HP should be penalised for that
By John Robson
Posted Friday 18th July 2008 10:30 GMT
As should supermarkets who shrink wrap bananas
Dont be such a moron! If they want to send it in 1000 boxes its up to them. You just need to decide to not buy from them
About ten years ago a project I was working on brought some openview licenses from HP.
We eventually received a large cardboard box on a pallet (shipped from Geneva). It was full of cardboard boxes containing software licences (A4 sheets or paper).
The whole lot could have been sent in one A4 envelope.
Thanks for continuing to do your bit for the environment HP!
This post has been deleted by a moderator
I used to manage a large HP shop 14 years ago, and they did the same thing then. I made public notice of it (on the aged HP3000-L list server) and HP management noticed, reporting through channels to me that they would stop that particular stupidity.
The Curse of Carly lingers.
Quote: "I just received about £350k's worth of mostly green network equipment from a provider that shall remain nameless via TNT....
Unfortunately they appear to have used explosives as part of the shipping process as about 20% of it was totaled and many of the remaining boxes were of a warranty voiding nature...."
I only have one question, whose idea was it to use TNT?
(Yes, yes, already going.)
So goes the ancient text...
"One box to hold each pair"
The Warehouse bloke reminds them
"One box that's sealed with tape
to, while in transit, bind them."
What!? No Gandalf icon? Fine, I'll use a smiley face for the smile I hope you all got out of this.
a good few years ago i took a call from UPS they had called to inform me that a 1000 kils packadge was on its way to me from MIT.
I was confused
1# I had nothing to do with MIT.
2# I couldnt think what 1000 kilo item they would want to send me.

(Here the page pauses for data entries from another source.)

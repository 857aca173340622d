//! Tag-based purge engine.
//!
//! A request creates a [`PurgeAccumulator`], queues tags into it (directly,
//! through [`TagResolver`] for a changed post, or from a bulk list), and at
//! response time hands it to [`HeaderBuilder`] which finalizes it and emits
//! the purge header value. [`PurgeService`] bundles the pieces for one
//! tenant.

pub mod accumulator;
pub mod builder;
pub mod bulk;
pub mod deployment;
pub mod hooks;
pub mod request;
pub mod resolver;
pub mod service;

pub use accumulator::{ERROR_PAGE_CODES, PurgeAccumulator};
pub use builder::{HeaderBuilder, PURGE_HEADER_NAME};
pub use bulk::{BulkOutcome, Notice, NoticeLevel, PurgeListForm, PurgeSelector, purge_list};
pub use deployment::Deployment;
pub use hooks::{HookError, HookRegistry, HookTags, PurgeHook};
pub use request::{AdminScope, CacheControl, RequestContext};
pub use resolver::TagResolver;
pub use service::PurgeService;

3# How was I gonna handle it.
So i rang around and got ten strong men to help in exchange for beer n smokes. They duely arrived as did UPS we stood around in anticipation of the massive object i was about to recieve.
They driver looks worried like he was gonna be lynched. he nervously approached my and handed me a box and asked me to sign for it.
I did, he got back in the van and drove away.
More confused we waived him down and questioned him. He showed me the manifest and it cleary stated 1000 kilograms. CD, book, Photographs.
My next call was worth recording. but we didnt.
.... wait till you order a Integrity or 9000 system and add in the additional software (glanceplus, etc).... The amount of empty boxes with only paper licenses in them.... jeez, then you'll realise the amount of poor trees that have been chopped down to make the HP packaging!
IBM are just as bad we recived a single iSCSI adapter in a box big enough to fit a 10u server, there were 6 layers of boxes inside that and the whole thing taped was firmly to a pallet, complete with warnings not to try and lift it without mechanical aid.
This is where all the costs come from for the hardware we order!